[This is the nineteenth in a series that will probably be VERY intermittent, if I remember to post at all. I've long known that while I have given my share of 10-out-of-10 ratings for movies over the years, in almost every case, those movies are fairly old. So I got this idea to go back and revisit movies of relatively recent vintage that I gave a rating of 9, to see if time and perspective convinced me to bump that rating up to 10.]
In 2008, I wrote about Red Cliff, "John Woo returns to China, makes two-part historical epic, regains his Mojo. I haven't had time to really think about this movie yet ... what it 'means.' But it's a marvelous thing to watch, with some fascinating battle scenes." More to the point, I wrote the following about Red Cliff II the next year:
There are two essential items going on here, the strategy preparing for battle, and the battle itself (as I recall, it was much the same in Part One). I’m not a fan of “war strategy” movies, but this stuff is fascinating. It takes place in the early 3rd century, so the weapons aren’t very advanced. But they are put to ingenious uses, and the overall strategies on both sides are interesting mostly because of the point/counterpoint feel. The leaders on both sides know how war is “supposed” to be fought, and there’s a bit of game theory going on, as first one side and then another attempts to figure out how the other will vary from the norm, so that they can themselves vary in a useful manner. The result would please the A-Team’s Hannibal … as you watch in admiration, you think “I love it when a plan comes together.” The final battle sequence is as good as any you’ve seen. The only problem is that we’re getting aesthetic pleasure from the deaths of tens of thousands of people, and while there are brief moments when we’re reminded of the deceased, for the most part our reaction is more “Wow!” than “poor fellow.” This was true in Woo’s HK action films, of course, but the scale here is far beyond that of a movie like Hard Boiled. Still, watching Woo put all the pieces together in such a way that the audience can clearly follow the action mirrors the way the warlords put the pieces of their plans together.
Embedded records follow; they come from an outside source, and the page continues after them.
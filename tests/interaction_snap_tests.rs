use brushbar::core::BarSlots;
use brushbar::interaction::{BrushState, SelectionRange, snap_selection};

fn slots() -> BarSlots {
    // 10 slots of 30px, 18px bodies, 6px gap margins.
    BarSlots::new(300.0, 10, 0.6).expect("valid slots")
}

#[test]
fn full_surface_selection_covers_every_bar() {
    let range = snap_selection(SelectionRange { start: 0.0, end: 300.0 }, slots())
        .expect("full-range selection");
    assert_eq!(range.start, 0);
    assert_eq!(range.end, 9);
    assert_eq!(range.len(), 10);
}

#[test]
fn single_slot_selection_yields_that_bar() {
    let range = snap_selection(SelectionRange { start: 30.0, end: 60.0 }, slots())
        .expect("slot selection");
    assert_eq!(range.start, 1);
    assert_eq!(range.end, 1);
}

#[test]
fn selection_overlapping_a_bar_body_pulls_it_in() {
    // Bar 0's body ends at 24; a start of 23 still overlaps it.
    let range = snap_selection(SelectionRange { start: 23.0, end: 60.0 }, slots())
        .expect("extended selection");
    assert_eq!(range.start, 0);
    assert_eq!(range.end, 1);

    // A start of 25 only covers bar 0's trailing gap.
    let range = snap_selection(SelectionRange { start: 25.0, end: 60.0 }, slots())
        .expect("tight selection");
    assert_eq!(range.start, 1);
}

#[test]
fn selection_ending_short_of_a_body_excludes_it() {
    // Bar 1's body starts at 36; ending at 34 leaves it out.
    let range = snap_selection(SelectionRange { start: 0.0, end: 34.0 }, slots())
        .expect("clipped selection");
    assert_eq!(range.start, 0);
    assert_eq!(range.end, 0);

    let range = snap_selection(SelectionRange { start: 0.0, end: 37.0 }, slots())
        .expect("covering selection");
    assert_eq!(range.end, 1);
}

#[test]
fn selection_inside_a_gap_maps_to_no_bars() {
    assert!(snap_selection(SelectionRange { start: 26.0, end: 28.0 }, slots()).is_none());
}

#[test]
fn zero_width_selection_at_origin_maps_to_no_bars() {
    assert!(snap_selection(SelectionRange { start: 2.0, end: 2.0 }, slots()).is_none());
}

#[test]
fn index_range_stays_within_dataset_bounds() {
    let range = snap_selection(
        SelectionRange {
            start: 290.0,
            end: 300.0,
        },
        slots(),
    )
    .expect("tail selection");
    assert_eq!(range.end, 9);
    assert!(range.start <= range.end);
}

#[test]
fn brush_keeps_selection_and_indices_paired() {
    let mut brush = BrushState::default();
    brush.on_pointer_down(26.0);
    brush.on_pointer_move(28.0, 300.0, slots());

    // The pixel range lives inside a gap: selection exists, indices collapse.
    assert!(brush.selection().is_some());
    assert!(brush.indices().is_none());

    brush.on_pointer_move(70.0, 300.0, slots());
    assert!(brush.selection().is_some());
    assert!(brush.indices().is_some());
}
I did indeed rate Red Cliff 9/10, which is why it's in this series. I gave the second film a 10/10, and I'm not sure why I thought it was the better of the two films ... they are equals. In fact, in some ways they are exactly equals: in America, the films were combined into a shorter version (also called Red Cliff), and I'm pretty sure Woo thought of them as two parts of the same movie. I have never seen the shorter version. This time around, I was taken by the acting. I've seen Tony Leung in 12 movies ... I've never given one of his pictures less than 7/10, and I've given my top 10/10 rating to four of them. Chow Yun-Fat was the HK actor who first got my attention, but over the years, I think Tony Leung Chiu-wai may have overtaken him. Heck, he might be my favorite actor of all time from any country. (I re-watched both movies back-to-back over the past two days.)